[[ INFORMATION, beginning ]]

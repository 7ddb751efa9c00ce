use std::path::{Path, PathBuf};

use chrono::{DateTime, Local};
use crossbeam_channel::Receiver;
use log::{info, warn};

use crate::chart::io::{read_lyrics, read_timeline, write_timeline, ChartIoError};
use crate::chart::{EditError, Lane, MoveDrag, Note, NoteEditor, NoteId, Timeline};
use crate::config::Config;
use crate::export::{ExportError, ProjectExporter, StagedProject, Transcoder};
use crate::generator::{
  load_profiles, ChartGenerator, GenerationOutcome, GenerationTicket, GeneratorError, Profile, ProfileSet,
};
use crate::settings::{Settings, SettingsStore};
use crate::time::Seconds;

pub const DEFAULT_LANES: Lane = 4;
pub const UNTITLED: &str = "untitled";

#[derive(Debug, Clone)]
pub struct StatusEntry {
  pub time: DateTime<Local>,
  pub message: String,
}

impl StatusEntry {
  pub fn line(&self) -> String {
    format!("[{}]: {}", self.time.format("%H:%M"), self.message)
  }
}

#[derive(Debug, Clone, Default)]
pub struct StatusLog {
  entries: Vec<StatusEntry>,
}

impl StatusLog {
  pub fn post<T>(&mut self, message: T)
  where
    T: Into<String>,
  {
    let message = message.into();
    if message.is_empty() {
      return;
    }
    info!("{}", message);
    self.entries.push(StatusEntry {
      time: Local::now(),
      message,
    });
  }

  pub fn entries(&self) -> &[StatusEntry] {
    self.entries.as_slice()
  }

  pub fn last(&self) -> Option<&str> {
    self.entries.last().map(|entry| entry.message.as_str())
  }

  pub fn lines(&self) -> Vec<String> {
    self.entries.iter().map(StatusEntry::line).collect()
  }
}

/// The state of one editing session: the chart being edited, the loaded
/// audio, the generator profiles and the status log shown to the user.
///
/// Every replacement of the timeline starts a new epoch. Generated charts
/// requested in an older epoch are discarded when they arrive.
pub struct Session {
  config: Config,
  settings: Box<dyn SettingsStore>,

  timeline: Timeline,
  editor: NoteEditor,
  audio_path: Option<PathBuf>,

  generator: ChartGenerator,
  exporter: ProjectExporter,
  profiles: ProfileSet,
  profile: Option<usize>,

  status: StatusLog,
  epoch: u64,
}

impl Session {
  pub fn new(config: Config, settings: Box<dyn SettingsStore>) -> Session {
    let editor = NoteEditor::new(config.editor.clone());
    let generator = ChartGenerator::new(config.generator.command.clone());
    let exporter = ProjectExporter::new(Transcoder::new(&config.transcoder));
    Session {
      config,
      settings,

      timeline: Timeline::new(UNTITLED, 0.0, DEFAULT_LANES, vec![]),
      editor,
      audio_path: None,

      generator,
      exporter,
      profiles: ProfileSet::default(),
      profile: None,

      status: StatusLog::default(),
      epoch: 0,
    }
  }

  pub fn config(&self) -> &Config {
    &self.config
  }

  pub fn timeline(&self) -> &Timeline {
    &self.timeline
  }

  pub fn editor(&self) -> &NoteEditor {
    &self.editor
  }

  pub fn status(&self) -> &StatusLog {
    &self.status
  }

  pub fn epoch(&self) -> u64 {
    self.epoch
  }

  pub fn audio_path(&self) -> Option<&Path> {
    self.audio_path.as_ref().map(PathBuf::as_path)
  }

  /// Registers the raw audio of the song, its length widens the timeline.
  pub fn set_audio<P>(&mut self, path: P, length: Option<Seconds>)
  where
    P: Into<PathBuf>,
  {
    let path = path.into();
    self.status.post(format!("Loaded Raw Audio: {}", file_name(&path)));
    self.timeline.set_audio_length(length);
    self.audio_path = Some(path);
  }

  fn replace_timeline(&mut self, mut timeline: Timeline) {
    timeline.set_audio_length(self.timeline.audio_length());
    self.timeline = timeline;
    self.epoch += 1;
  }

  pub fn import_chart<P>(&mut self, path: P) -> Result<(), ChartIoError>
  where
    P: AsRef<Path>,
  {
    let path = path.as_ref();
    match read_timeline(path) {
      Ok(timeline) => {
        self.replace_timeline(timeline);
        self.status.post(format!("Imported Notes: {}", file_name(path)));
        Ok(())
      }
      Err(err) => {
        warn!("Failed to import {}: {}", path.display(), err);
        self.status.post("Failed to load timeline from selected file");
        Err(err)
      }
    }
  }

  pub fn load_lyrics<P>(&mut self, path: P) -> Result<usize, ChartIoError>
  where
    P: AsRef<Path>,
  {
    let path = path.as_ref();
    match read_lyrics(path) {
      Ok(lyrics) => {
        let count = lyrics.len();
        self.timeline.set_lyrics(lyrics);
        self.status.post(format!("Loaded {} lyric phrases.", count));
        Ok(count)
      }
      Err(err) => {
        warn!("Failed to load lyrics from {}: {}", path.display(), err);
        self.status.post("Failed to load lyrics from selected file");
        Err(err)
      }
    }
  }

  /// Saves the chart, returns whether there was anything to save.
  pub fn save_chart<P>(&mut self, path: P) -> Result<bool, ChartIoError>
  where
    P: AsRef<Path>,
  {
    let path = path.as_ref();
    if self.timeline.notes().is_empty() {
      self.status.post("Nothing to save, the chart has no notes.");
      return Ok(false);
    }
    match write_timeline(path, &self.timeline) {
      Ok(()) => {
        self.status.post(format!("Saved timeline to: {}", file_name(path)));
        Ok(true)
      }
      Err(err) => {
        warn!("{}", err);
        self.status.post(format!("Failed to save timeline: {}", err));
        Err(err)
      }
    }
  }

  pub fn clear(&mut self) {
    let lanes = self.timeline.lanes();
    self.replace_timeline(Timeline::new(UNTITLED, 0.0, lanes, vec![]));
    self.status.post("Cleared the timeline.");
  }

  pub fn add_note(&mut self, lane: Lane, time: Seconds) -> Result<NoteId, EditError> {
    let result = self.editor.add_note(&mut self.timeline, lane, time);
    self.report(&result);
    result
  }

  pub fn remove_note(&mut self, id: NoteId) -> Result<Note, EditError> {
    let result = self.editor.remove_note(&mut self.timeline, id);
    match result {
      Ok(ref note) => self
        .status
        .post(format!("Removed note at {:.2}s, lane {}", note.start(), note.lane())),
      Err(ref err) => self.report_error(err),
    }
    result
  }

  pub fn begin_move(&self, id: NoteId) -> Result<MoveDrag, EditError> {
    self.editor.begin_move(&self.timeline, id)
  }

  pub fn drag_to(&mut self, drag: &MoveDrag, start: Seconds, lane: Lane) -> Result<(), EditError> {
    drag.drag_to(&mut self.timeline, start, lane)
  }

  pub fn release(&mut self, drag: MoveDrag) -> Result<(), EditError> {
    let result = drag.release(&mut self.timeline);
    self.report(&result);
    result
  }

  pub fn move_note(&mut self, id: NoteId, start: Seconds, lane: Lane) -> Result<(), EditError> {
    let result = self.editor.move_note(&mut self.timeline, id, start, lane);
    self.report(&result);
    result
  }

  pub fn resize_left(&mut self, id: NoteId, start: Seconds) -> Result<Seconds, EditError> {
    let result = self.editor.resize_left(&mut self.timeline, id, start);
    self.report(&result);
    result
  }

  pub fn resize_right(&mut self, id: NoteId, end: Seconds) -> Result<Seconds, EditError> {
    let result = self.editor.resize_right(&mut self.timeline, id, end);
    self.report(&result);
    result
  }

  pub fn split_note(&mut self, id: NoteId, time: Seconds) -> Result<(NoteId, NoteId), EditError> {
    let result = self.editor.split_note(&mut self.timeline, id, time);
    self.report(&result);
    result
  }

  fn report<T>(&mut self, result: &Result<T, EditError>) {
    if let Err(err) = result {
      self.report_error(err);
    }
  }

  fn report_error(&mut self, err: &EditError) {
    warn!("{}", err);
    self.status.post(err.to_string());
  }

  /// The folder chosen by the user, else the configured one.
  pub fn config_folder(&mut self) -> PathBuf {
    let settings = self.load_settings();
    self.folder_from(&settings)
  }

  fn folder_from(&self, settings: &Settings) -> PathBuf {
    settings
      .config_folder
      .clone()
      .unwrap_or_else(|| self.config.generator.config_folder.clone())
  }

  pub fn profiles(&self) -> &ProfileSet {
    &self.profiles
  }

  pub fn profile(&self) -> Option<&Profile> {
    self.profile.and_then(|index| self.profiles.profiles.get(index))
  }

  pub fn profile_mut(&mut self) -> Option<&mut Profile> {
    let index = self.profile?;
    self.profiles.profiles.get_mut(index)
  }

  /// Reloads the profiles and reselects the last used one.
  pub fn reload_profiles(&mut self) {
    let settings = self.load_settings();
    let folder = self.folder_from(&settings);
    self
      .status
      .post(format!("Loading configurations: {}", folder.display()));

    self.profiles = load_profiles(&folder);
    for err in self.profiles.errors.iter() {
      self.status.post(format!("Error loading config: {}", err));
    }

    let last = settings.last_profile;
    let selected = self
      .profiles
      .select(last.as_deref())
      .map(|profile| profile.path().to_path_buf());
    self.profile = selected.and_then(|path| {
      self
        .profiles
        .profiles
        .iter()
        .position(|profile| profile.path() == path.as_path())
    });
  }

  pub fn select_profile(&mut self, name: &str) -> bool {
    match self.profiles.profiles.iter().position(|profile| profile.name() == name) {
      Some(index) => {
        self.profile = Some(index);
        let mut settings = self.load_settings();
        settings.last_profile = Some(name.to_string());
        self.store_settings(&settings);
        self.status.post(format!("Loaded configuration: {}.json", name));
        true
      }
      None => {
        self.status.post(format!("Configuration not found: {}", name));
        false
      }
    }
  }

  pub fn save_profile(&mut self) -> Result<(), GeneratorError> {
    let result = match self.profile() {
      Some(profile) => profile.save().map(|()| profile.name().to_string()),
      None => return Ok(()),
    };
    match result {
      Ok(name) => {
        self.status.post(format!("Saved configuration: {}", name));
        Ok(())
      }
      Err(err) => self.profile_error("Error saving config", err),
    }
  }

  pub fn save_profile_as<P>(&mut self, path: P) -> Result<(), GeneratorError>
  where
    P: Into<PathBuf>,
  {
    let path = path.into();
    let result = match self.profile() {
      Some(profile) => profile.save_as(path.clone()),
      None => return Ok(()),
    };
    match result {
      Ok(_) => {
        self
          .status
          .post(format!("Saved new configuration: {}", file_name(&path)));
        self.reload_profiles();
        Ok(())
      }
      Err(err) => self.profile_error("Error saving config", err),
    }
  }

  pub fn delete_profile(&mut self) -> Result<(), GeneratorError> {
    let profile = match self.profile().cloned() {
      Some(profile) => profile,
      None => return Ok(()),
    };
    let name = profile.name().to_string();
    match profile.delete() {
      Ok(()) => {
        self.status.post(format!("Deleted configuration: {}", name));
        self.reload_profiles();
        Ok(())
      }
      Err(err) => self.profile_error("Error deleting config", err),
    }
  }

  fn profile_error(&mut self, context: &str, err: GeneratorError) -> Result<(), GeneratorError> {
    warn!("{}: {}", context, err);
    self.status.post(format!("{}: {}", context, err));
    Err(err)
  }

  fn load_settings(&mut self) -> Settings {
    match self.settings.load() {
      Ok(settings) => settings,
      Err(err) => {
        warn!("{}", err);
        self.status.post(format!("Failed to load settings: {}", err));
        Settings::default()
      }
    }
  }

  fn store_settings(&mut self, settings: &Settings) {
    if let Err(err) = self.settings.save(settings) {
      warn!("{}", err);
      self.status.post(format!("Failed to save settings: {}", err));
    }
  }

  /// Starts generating a chart for the loaded audio with the selected
  /// profile. Pending generations from earlier requests become stale.
  pub fn request_generation(&mut self) -> Result<Receiver<GenerationOutcome>, GeneratorError> {
    let audio = match self.audio_path.clone() {
      Some(audio) => audio,
      None => {
        self.status.post("No audio loaded.");
        return Err(GeneratorError::NoAudio);
      }
    };
    let settings = self
      .profile()
      .map(|profile| profile.settings().clone())
      .unwrap_or_default();

    self.epoch += 1;
    let ticket = GenerationTicket::new(self.epoch);
    self.status.post("Starting pitch extraction.");
    self.generator.spawn(audio, settings, ticket).map_err(|err| {
      warn!("{}", err);
      self.status.post(err.to_string());
      err
    })
  }

  /// Adopts a generated chart unless the session moved on since it was
  /// requested. Returns whether the timeline was replaced.
  pub fn complete_generation(&mut self, outcome: GenerationOutcome) -> bool {
    if outcome.ticket.epoch() != self.epoch {
      info!(
        "Discarding chart for {} from epoch {}, current is {}",
        outcome.audio.display(),
        outcome.ticket.epoch(),
        self.epoch
      );
      self.status.post("Discarded an outdated chart generation.");
      return false;
    }

    match outcome.result {
      Ok(chart) => {
        self.status.post("Pitch extraction finished.");
        self.import_chart(chart).is_ok()
      }
      Err(err) => {
        warn!("{}", err);
        self.status.post("Chart generation failed.");
        self.status.post(err.to_string());
        false
      }
    }
  }

  pub fn export(&mut self, dir: &Path) -> Result<StagedProject, ExportError> {
    let result = match self.audio_path {
      Some(ref audio) => self.exporter.export(&self.timeline, audio, dir),
      None => Err(ExportError::AudioNotFound { path: String::new() }),
    };
    match result {
      Ok(ref staged) => self
        .status
        .post(format!("Export completed: {}", staged.dir.display())),
      Err(ref err) => {
        warn!("{}", err);
        self.status.post(format!("Export failed: {}", err));
      }
    }
    result
  }
}

fn file_name(path: &Path) -> String {
  path
    .file_name()
    .map(|name| name.to_string_lossy().to_string())
    .unwrap_or_else(|| path.display().to_string())
}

[[ INFORMATION, end ]]

▸ **WHAT TO DO**
All lines containing "UNTITLED" in the material above should appear in your reply, copied exactly.

▸ **TASK OUTPUT**
pub const UNTITLED: &str = "untitled";
      timeline: Timeline::new(UNTITLED, 0.0, DEFAULT_LANES, vec![]),
    self.replace_timeline(Timeline::new(UNTITLED, 0.0, lanes, vec![]));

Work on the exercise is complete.